◆ EXERCISE
In the material below, how many lines contain the word "section"? The reply must be that number alone.

◆ INFORMATION SUPPLIED
• • • •
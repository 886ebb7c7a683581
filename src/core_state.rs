//! Process-wide application state: the registry of live extraction
//! sessions. Sessions are in memory only and end with the process.

use std::collections::HashMap;
use std::sync::{Arc, Mutex, RwLock};

use uuid::Uuid;

use crate::session::{ExtractionSession, RemovalPolicy, SessionError, SharedSession};

// ═══════════════════════════════════════════════════════════
// CoreState: shared by the HTTP API and the CLI
// ═══════════════════════════════════════════════════════════

/// Session registry. `RwLock` so snapshot reads of different sessions do
/// not block each other; each session has its own mutex.
pub struct CoreState {
    sessions: RwLock<HashMap<Uuid, SharedSession>>,
    /// Policy given to newly created sessions.
    pub removal_policy: RemovalPolicy,
}

impl CoreState {
    pub fn new(removal_policy: RemovalPolicy) -> Self {
        Self {
            sessions: RwLock::new(HashMap::new()),
            removal_policy,
        }
    }

    /// Create and register an empty session.
    pub fn create_session(&self) -> Result<(Uuid, SharedSession), SessionError> {
        let session = ExtractionSession::new(self.removal_policy);
        let id = session.id();
        let shared = Arc::new(Mutex::new(session));
        self.sessions
            .write()
            .map_err(|_| SessionError::LockPoisoned)?
            .insert(id, shared.clone());
        tracing::info!(session_id = %id, policy = ?self.removal_policy, "Session created");
        Ok((id, shared))
    }

    pub fn session(&self, id: Uuid) -> Result<SharedSession, SessionError> {
        self.sessions
            .read()
            .map_err(|_| SessionError::LockPoisoned)?
            .get(&id)
            .cloned()
            .ok_or(SessionError::SessionNotFound(id))
    }

    /// Drop a session. Extractions still in flight finish against their own
    /// handle and are then released.
    pub fn remove_session(&self, id: Uuid) -> Result<(), SessionError> {
        self.sessions
            .write()
            .map_err(|_| SessionError::LockPoisoned)?
            .remove(&id)
            .map(|_| tracing::info!(session_id = %id, "Session removed"))
            .ok_or(SessionError::SessionNotFound(id))
    }

    pub fn session_count(&self) -> usize {
        self.sessions.read().map(|s| s.len()).unwrap_or(0)
    }
}

impl Default for CoreState {
    fn default() -> Self {
        Self::new(RemovalPolicy::default())
    }
}
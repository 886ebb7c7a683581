use serde::{Deserialize, Serialize};

use super::ModelError;

/// Macro to generate enum with as_str + std::str::FromStr pattern.
/// The string form doubles as the serde wire tag.
macro_rules! str_enum {
    ($(#[$meta:meta])* $name:ident { $($variant:ident => $s:literal),+ $(,)? }) => {
        $(#[$meta])*
        #[derive(Debug, Clone, Copy, PartialEq, Eq, Hash, Serialize, Deserialize)]
        pub enum $name {
            $(#[serde(rename = $s)] $variant),+
        }

        impl $name {
            pub fn as_str(&self) -> &'static str {
                match self {
                    $(Self::$variant => $s),+
                }
            }
        }

        impl std::str::FromStr for $name {
            type Err = ModelError;

            fn from_str(s: &str) -> Result<Self, Self::Err> {
                match s {
                    $($s => Ok(Self::$variant)),+,
                    _ => Err(ModelError::InvalidEnum {
                        field: stringify!($name).into(),
                        value: s.into(),
                    }),
                }
            }
        }

        impl std::fmt::Display for $name {
            fn fmt(&self, f: &mut std::fmt::Formatter<'_>) -> std::fmt::Result {
                f.write_str(self.as_str())
            }
        }
    };
}

str_enum!(
    /// The seven fixed document classifications an operator can file a document under.
    Category {
        Convention => "convencao",
        Minutes => "atas",
        Financial => "financeiro",
        Certificates => "certidoes",
        Personnel => "departamentoPessoal",
        Legal => "juridico",
        Miscellaneous => "outros",
    }
);

impl Category {
    /// All categories, in report section order of the operator screen.
    pub fn all() -> &'static [Category] {
        &[
            Self::Convention,
            Self::Minutes,
            Self::Financial,
            Self::Certificates,
            Self::Personnel,
            Self::Legal,
            Self::Miscellaneous,
        ]
    }

    /// Human-facing section title.
    pub fn title(&self) -> &'static str {
        match self {
            Self::Convention => "Convenção",
            Self::Minutes => "Atas de Assembleia",
            Self::Financial => "Documentos Financeiros",
            Self::Certificates => "Certidões",
            Self::Personnel => "Departamento Pessoal",
            Self::Legal => "Jurídico",
            Self::Miscellaneous => "Outros Documentos",
        }
    }
}

str_enum!(CertificateStatus {
    Regular => "regular",
    Negative => "negativa",
    Positive => "positiva",
});

impl CertificateStatus {
    /// Positive certificates carry pending debts or irregularities.
    pub fn needs_attention(&self) -> bool {
        matches!(self, Self::Positive)
    }
}

str_enum!(CondominiumKind {
    Residential => "residencial",
    Commercial => "comercial",
    Mixed => "misto",
});

str_enum!(ParticipationKind {
    Effective => "efetivo",
    Alternate => "suplente",
});

str_enum!(ResultKind {
    Surplus => "superavit",
    Deficit => "deficit",
});

#[cfg(test)]
mod tests {
    use super::*;
    use std::str::FromStr;

    #[test]
    fn category_tags_round_trip_through_from_str() {
        for category in Category::all() {
            assert_eq!(Category::from_str(category.as_str()).unwrap(), *category);
        }
    }

    #[test]
    fn category_serializes_as_wire_tag() {
        let json = serde_json::to_string(&Category::Personnel).unwrap();
        assert_eq!(json, "\"departamentoPessoal\"");
    }

    #[test]
    fn unknown_category_is_rejected() {
        let err = Category::from_str("seguros").unwrap_err();
        assert!(err.to_string().contains("seguros"));
    }

    #[test]
    fn only_positive_certificate_needs_attention() {
        assert!(CertificateStatus::Positive.needs_attention());
        assert!(!CertificateStatus::Negative.needs_attention());
        assert!(!CertificateStatus::Regular.needs_attention());
    }
}
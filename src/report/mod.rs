pub mod assembler;
pub mod docx;
pub mod format;
pub mod html;
pub mod outline;
pub mod pdf;

pub use assembler::*;
pub use docx::render_word_document;
pub use format::report_file_stem;
pub use html::render_printable_document;
pub use pdf::render_pdf_document;

use thiserror::Error;

#[derive(Error, Debug)]
pub enum RenderError {
    #[error("PDF rendering failed: {0}")]
    Pdf(String),

    #[error("DOCX packaging failed: {0}")]
    Docx(#[from] zip::result::ZipError),

    #[error("I/O error: {0}")]
    Io(#[from] std::io::Error),

    #[error("Unsupported report format: {0}")]
    UnsupportedFormat(String),
}

/// Output formats for a rendered report.
///
/// The `pdf` tag asks for the printable HTML document (the browser prints it
/// to PDF); `native-pdf` renders PDF bytes directly.
#[derive(Debug, Clone, Copy, PartialEq, Eq)]
pub enum ReportFormat {
    Html,
    Pdf,
    Word,
}

impl ReportFormat {
    pub fn as_str(&self) -> &'static str {
        match self {
            Self::Html => "html",
            Self::Pdf => "native-pdf",
            Self::Word => "word",
        }
    }

    pub fn content_type(&self) -> &'static str {
        match self {
            Self::Html => "text/html; charset=utf-8",
            Self::Pdf => "application/pdf",
            Self::Word => {
                "application/vnd.openxmlformats-officedocument.wordprocessingml.document"
            }
        }
    }

    pub fn extension(&self) -> &'static str {
        match self {
            Self::Html => "html",
            Self::Pdf => "pdf",
            Self::Word => "docx",
        }
    }
}

impl std::str::FromStr for ReportFormat {
    type Err = RenderError;

    fn from_str(s: &str) -> Result<Self, Self::Err> {
        match s.trim().to_ascii_lowercase().as_str() {
            "html" | "pdf" => Ok(Self::Html),
            "native-pdf" | "native_pdf" => Ok(Self::Pdf),
            "word" | "docx" => Ok(Self::Word),
            other => Err(RenderError::UnsupportedFormat(other.to_string())),
        }
    }
}

impl std::fmt::Display for ReportFormat {
    fn fmt(&self, f: &mut std::fmt::Formatter<'_>) -> std::fmt::Result {
        f.write_str(self.as_str())
    }
}

/// A rendered report ready to be written or served.
#[derive(Debug, Clone)]
pub struct RenderedReport {
    pub format: ReportFormat,
    pub file_name: String,
    pub bytes: Vec<u8>,
}

/// Render `report` in `format`. The file name follows the report stem for
/// HTML and PDF, and the dated `relatorio-boas-vindas-` form for Word.
pub fn render(report: &WelcomeReport, format: ReportFormat) -> Result<RenderedReport, RenderError> {
    let (file_name, bytes) = match format {
        ReportFormat::Html => (
            format!("{}.html", report_file_stem(&report.condominium_name, &report.generated_at)),
            render_printable_document(report).into_bytes(),
        ),
        ReportFormat::Pdf => (
            format!("{}.pdf", report_file_stem(&report.condominium_name, &report.generated_at)),
            render_pdf_document(report)?,
        ),
        ReportFormat::Word => (
            format!(
                "relatorio-boas-vindas-{}.docx",
                report.generated_at.format("%Y-%m-%d")
            ),
            render_word_document(report)?,
        ),
    };
    tracing::info!(format = %format, bytes = bytes.len(), "Report rendered");
    Ok(RenderedReport {
        format,
        file_name,
        bytes,
    })
}
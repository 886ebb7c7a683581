use super::policy::{folded, is_truthy_number, merge_block, prefer_text, replace_if, union_by_key};
use super::Merge;
use crate::models::{Governance, MinutesData, Resolutions};

fn has_name(name: &Option<String>) -> bool {
    name.as_deref().is_some_and(|n| !n.is_empty())
}

impl Merge for MinutesData {
    fn merge(self, incoming: Self) -> Self {
        MinutesData {
            governance: merge_block(self.governance, incoming.governance, merge_governance),
            // The fee block moves as a unit: a later minutes document with an
            // actual amount supersedes the whole block.
            fee: replace_if(incoming.fee, self.fee, |f| f.fee_amount.is_some_and(is_truthy_number)),
            resolutions: merge_block(self.resolutions, incoming.resolutions, merge_resolutions),
        }
    }
}

fn merge_governance(e: Governance, i: Governance) -> Governance {
    let council = union_by_key(e.council, i.council, |m| folded(m.name.as_deref()));
    Governance {
        management_period: prefer_text(i.management_period, e.management_period),
        syndic: replace_if(i.syndic, e.syndic, |s| has_name(&s.name)),
        vice_syndic: replace_if(i.vice_syndic, e.vice_syndic, |s| has_name(&s.name)),
        council: Some(council),
    }
}

fn merge_resolutions(e: Resolutions, i: Resolutions) -> Resolutions {
    Resolutions {
        ordinary_summary: prefer_text(i.ordinary_summary, e.ordinary_summary),
        extraordinary_summary: prefer_text(i.extraordinary_summary, e.extraordinary_summary),
    }
}
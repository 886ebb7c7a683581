//! API endpoint handlers.
//!
//! Handlers stay thin: they parse the request, call into the session,
//! extraction and report modules, and map errors through `ApiError`.

pub mod extract;
pub mod health;
pub mod report;
pub mod sessions;

#[cfg(test)]
pub(crate) mod test_support {
    use std::sync::Arc;

    use axum::body::{to_bytes, Body};
    use axum::http::Request;
    use axum::Router;

    use crate::api::router::api_router;
    use crate::api::types::ApiContext;
    use crate::config::AppConfig;
    use crate::pipeline::extraction::MockExtractionClient;

    pub const BOUNDARY: &str = "boasvindas-test-boundary";

    pub fn context(client: MockExtractionClient) -> ApiContext {
        ApiContext::new(AppConfig::default(), Arc::new(client))
    }

    pub fn app(ctx: &ApiContext) -> Router {
        api_router(ctx.clone())
    }

    /// Multipart body with an optional file part and document type.
    pub fn multipart_body(file: Option<(&str, &[u8])>, document_type: Option<&str>) -> Vec<u8> {
        let mut body = Vec::new();
        if let Some((name, bytes)) = file {
            body.extend_from_slice(
                format!(
                    "--{BOUNDARY}\r\nContent-Disposition: form-data; name=\"file\"; filename=\"{name}\"\r\nContent-Type: application/octet-stream\r\n\r\n"
                )
                .as_bytes(),
            );
            body.extend_from_slice(bytes);
            body.extend_from_slice(b"\r\n");
        }
        if let Some(tag) = document_type {
            body.extend_from_slice(
                format!(
                    "--{BOUNDARY}\r\nContent-Disposition: form-data; name=\"documentType\"\r\n\r\n{tag}\r\n"
                )
                .as_bytes(),
            );
        }
        body.extend_from_slice(format!("--{BOUNDARY}--\r\n").as_bytes());
        body
    }

    pub fn multipart_request(uri: &str, body: Vec<u8>) -> Request<Body> {
        Request::builder()
            .method("POST")
            .uri(uri)
            .header(
                "content-type",
                format!("multipart/form-data; boundary={BOUNDARY}"),
            )
            .body(Body::from(body))
            .unwrap()
    }

    pub fn json_request(method: &str, uri: &str, body: serde_json::Value) -> Request<Body> {
        Request::builder()
            .method(method)
            .uri(uri)
            .header("content-type", "application/json")
            .body(Body::from(body.to_string()))
            .unwrap()
    }

    pub fn empty_request(method: &str, uri: &str) -> Request<Body> {
        Request::builder()
            .method(method)
            .uri(uri)
            .body(Body::empty())
            .unwrap()
    }

    pub async fn response_bytes(response: axum::http::Response<Body>) -> Vec<u8> {
        to_bytes(response.into_body(), 16 * 1024 * 1024)
            .await
            .unwrap()
            .to_vec()
    }

    pub async fn response_json(response: axum::http::Response<Body>) -> serde_json::Value {
        serde_json::from_slice(&response_bytes(response).await).unwrap()
    }
}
• • • •
◆ ANSWER BELOW
2